//! Direct least-squares ellipse fitting (Fitzgibbon, Pilu and Fisher).
//!
//! The conic `A x² + B xy + C y² + D x + E y + F = 0` minimising the algebraic
//! error subject to `4AC − B² = 1` is found from a reduced 3×3 generalised
//! eigenproblem on Hartley-normalised points.

use nalgebra::{DMatrix, Matrix3, Vector2, Vector3, Vector6};

use super::{Conic, Ellipse};

/// Fewest points accepted by [`fit_ellipse`]. Five points determine a conic.
pub const MIN_FIT_POINTS: usize = 5;

/// Fits an ellipse to `points`.
///
/// Returns `None` with fewer than [`MIN_FIT_POINTS`] points, for degenerate
/// configurations (collinear points) or when the best conic is not a proper
/// ellipse.
///
/// # Examples
///
/// ```rust
/// use model_eye::geometry::{fit_ellipse, Ellipse};
///
/// let truth = Ellipse::new(320.0, 240.0, 40.0, 25.0, 0.4);
/// let fitted = fit_ellipse(&truth.sample(12)).unwrap();
/// assert!((fitted.semi_major - 40.0).abs() < 1e-6);
/// ```
pub fn fit_ellipse(points: &[Vector2<f64>]) -> Option<Ellipse> {
    fit_conic(points)?.to_ellipse()
}

/// Fits the conic coefficients; see [`fit_ellipse`].
pub fn fit_conic(points: &[Vector2<f64>]) -> Option<Conic> {
    let n = points.len();
    if n < MIN_FIT_POINTS || points.iter().any(|p| !p.x.is_finite() || !p.y.is_finite()) {
        return None;
    }

    let (mean, scale) = normalization(points);

    let mut design = DMatrix::<f64>::zeros(n, 6);
    for (i, p) in points.iter().enumerate() {
        let x = (p.x - mean.x) * scale;
        let y = (p.y - mean.y) * scale;
        design[(i, 0)] = x * x;
        design[(i, 1)] = x * y;
        design[(i, 2)] = y * y;
        design[(i, 3)] = x;
        design[(i, 4)] = y;
        design[(i, 5)] = 1.0;
    }
    let scatter = design.transpose() * &design;

    let s11 = scatter.fixed_view::<3, 3>(0, 0).into_owned();
    let s12 = scatter.fixed_view::<3, 3>(0, 3).into_owned();
    let s22 = scatter.fixed_view::<3, 3>(3, 3).into_owned();
    let s22_inv = s22.try_inverse()?;

    let reduced = s11 - s12 * s22_inv * s12.transpose();
    // Inverse of the constraint matrix [[0 0 2] [0 -1 0] [2 0 0]].
    let constraint_inv = Matrix3::new(0.0, 0.0, 0.5, 0.0, -1.0, 0.0, 0.5, 0.0, 0.0);
    let quadratic = constrained_eigenvector(&(constraint_inv * reduced))?;
    let linear = -s22_inv * s12.transpose() * quadratic;

    let normalized = Vector6::new(
        quadratic[0],
        quadratic[1],
        quadratic[2],
        linear[0],
        linear[1],
        linear[2],
    );
    let conic = denormalize(&normalized, &mean, scale);
    conic.is_ellipse().then_some(conic)
}

/// Centroid and the scale that brings the mean centroid distance to √2.
fn normalization(points: &[Vector2<f64>]) -> (Vector2<f64>, f64) {
    let n = points.len() as f64;
    let mean = points.iter().fold(Vector2::zeros(), |acc, p| acc + p) / n;
    let mean_distance = points.iter().map(|p| (p - mean).norm()).sum::<f64>() / n;
    let scale = if mean_distance > 1e-15 {
        std::f64::consts::SQRT_2 / mean_distance
    } else {
        1.0
    };
    (mean, scale)
}

/// Maps coefficients fitted in `x' = s (x − m)` coordinates back to pixels.
fn denormalize(c: &Vector6<f64>, mean: &Vector2<f64>, s: f64) -> Conic {
    let (mx, my) = (mean.x, mean.y);
    let s2 = s * s;
    let a = c[0] * s2;
    let b = c[1] * s2;
    let cc = c[2] * s2;
    let d = -2.0 * c[0] * s2 * mx - c[1] * s2 * my + c[3] * s;
    let e = -c[1] * s2 * mx - 2.0 * c[2] * s2 * my + c[4] * s;
    let f = c[0] * s2 * mx * mx + c[1] * s2 * mx * my + c[2] * s2 * my * my
        - c[3] * s * mx
        - c[4] * s * my
        + c[5];
    Conic::new([a, b, cc, d, e, f])
}

/// Eigenvector of `system` satisfying the ellipse constraint `4ac − b² > 0`.
///
/// Eigenvalues come from the characteristic cubic; each eigenvector is a row
/// of the adjugate of `system − λI`.
fn constrained_eigenvector(system: &Matrix3<f64>) -> Option<Vector3<f64>> {
    let m = system;
    let trace = m.trace();
    let minors = m[(0, 0)] * m[(1, 1)] - m[(0, 1)] * m[(1, 0)] + m[(0, 0)] * m[(2, 2)]
        - m[(0, 2)] * m[(2, 0)]
        + m[(1, 1)] * m[(2, 2)]
        - m[(1, 2)] * m[(2, 1)];
    let det = m.determinant();

    let mut best: Option<(f64, Vector3<f64>)> = None;
    for eigenvalue in real_cubic_roots(-trace, minors, -det) {
        let Some(v) = null_vector(&(m - Matrix3::identity() * eigenvalue)) else {
            continue;
        };
        if 4.0 * v[0] * v[2] - v[1] * v[1] <= 0.0 {
            continue;
        }
        if best.map_or(true, |(value, _)| eigenvalue.abs() < value) {
            best = Some((eigenvalue.abs(), v));
        }
    }
    best.map(|(_, v)| v)
}

fn null_vector(m: &Matrix3<f64>) -> Option<Vector3<f64>> {
    let rows = [
        m.row(1).transpose().cross(&m.row(2).transpose()),
        m.row(2).transpose().cross(&m.row(0).transpose()),
        m.row(0).transpose().cross(&m.row(1).transpose()),
    ];
    let best = rows
        .iter()
        .max_by(|a, b| a.norm_squared().total_cmp(&b.norm_squared()))?;
    let norm = best.norm();
    (norm > 1e-300).then(|| best / norm)
}

/// Real roots of `x³ + b x² + c x + d`.
fn real_cubic_roots(b: f64, c: f64, d: f64) -> Vec<f64> {
    let p = c - b * b / 3.0;
    let q = 2.0 * b * b * b / 27.0 - b * c / 3.0 + d;
    let shift = -b / 3.0;
    let discriminant = -4.0 * p * p * p - 27.0 * q * q;

    if discriminant >= 0.0 {
        let r = (-p / 3.0).max(0.0).sqrt();
        let cos_arg = if r < 1e-15 {
            0.0
        } else {
            (-q / (2.0 * r * r * r)).clamp(-1.0, 1.0)
        };
        let theta = cos_arg.acos();
        (0..3)
            .map(|k| {
                2.0 * r * ((theta + 2.0 * std::f64::consts::PI * k as f64) / 3.0).cos() + shift
            })
            .collect()
    } else {
        let root = (q * q / 4.0 + p * p * p / 27.0).sqrt();
        vec![(-q / 2.0 + root).cbrt() + (-q / 2.0 - root).cbrt() + shift]
    }
}

#[cfg(test)]
mod tests {
    use super::*;
    use approx::assert_relative_eq;

    #[test]
    fn test_fit_recovers_ellipse() {
        let truth = Ellipse::new(310.0, 255.0, 42.0, 17.0, 0.3);
        let fitted = fit_ellipse(&truth.sample(30)).unwrap();
        assert_relative_eq!(fitted.center_x, 310.0, epsilon = 1e-6);
        assert_relative_eq!(fitted.center_y, 255.0, epsilon = 1e-6);
        assert_relative_eq!(fitted.semi_major, 42.0, epsilon = 1e-6);
        assert_relative_eq!(fitted.semi_minor, 17.0, epsilon = 1e-6);
        assert_relative_eq!(fitted.angle, 0.3, epsilon = 1e-6);
    }

    #[test]
    fn test_fit_with_five_points() {
        let truth = Ellipse::new(-4.0, 9.0, 6.0, 5.0, -1.0);
        let fitted = fit_ellipse(&truth.sample(5)).unwrap();
        assert_relative_eq!(fitted.semi_major, 6.0, epsilon = 1e-6);
        assert_relative_eq!(fitted.semi_minor, 5.0, epsilon = 1e-6);
    }

    #[test]
    fn test_fit_rejects_degenerate_input() {
        assert!(fit_ellipse(&Ellipse::new(0.0, 0.0, 2.0, 1.0, 0.0).sample(4)).is_none());
        let collinear: Vec<_> = (0..8).map(|i| Vector2::new(i as f64, 2.0 * i as f64)).collect();
        assert!(fit_ellipse(&collinear).is_none());
    }

    #[test]
    fn test_circle_fit() {
        let points: Vec<_> = (0..16)
            .map(|i| {
                let t = i as f64 * std::f64::consts::PI / 8.0;
                Vector2::new(10.0 + 3.0 * t.cos(), -2.0 + 3.0 * t.sin())
            })
            .collect();
        let fitted = fit_ellipse(&points).unwrap();
        assert_relative_eq!(fitted.semi_major, 3.0, epsilon = 1e-9);
        assert_relative_eq!(fitted.semi_minor, 3.0, epsilon = 1e-9);
    }
}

++++++++++++++++++++

• [Task brief]
Reproduce exactly, and with no other material, the lines between those holding "let truth = Ellipse::new(310.0, 255.0, 42.0, 17.0, 0.3);" and "2.0, 1.0, 0.0).sample(4)).is_none());", inclusive.

• [Answer box]
        let truth = Ellipse::new(310.0, 255.0, 42.0, 17.0, 0.3);
        let fitted = fit_ellipse(&truth.sample(30)).unwrap();
        assert_relative_eq!(fitted.center_x, 310.0, epsilon = 1e-6);
        assert_relative_eq!(fitted.center_y, 255.0, epsilon = 1e-6);
        assert_relative_eq!(fitted.semi_major, 42.0, epsilon = 1e-6);
        assert_relative_eq!(fitted.semi_minor, 17.0, epsilon = 1e-6);
        assert_relative_eq!(fitted.angle, 0.3, epsilon = 1e-6);
    }

    #[test]
    fn test_fit_with_five_points() {
        let truth = Ellipse::new(-4.0, 9.0, 6.0, 5.0, -1.0);
        let fitted = fit_ellipse(&truth.sample(5)).unwrap();
        assert_relative_eq!(fitted.semi_major, 6.0, epsilon = 1e-6);
        assert_relative_eq!(fitted.semi_minor, 5.0, epsilon = 1e-6);
    }

    #[test]
    fn test_fit_rejects_degenerate_input() {
        assert!(fit_ellipse(&Ellipse::new(0.0, 0.0, 2.0, 1.0, 0.0).sample(4)).is_none());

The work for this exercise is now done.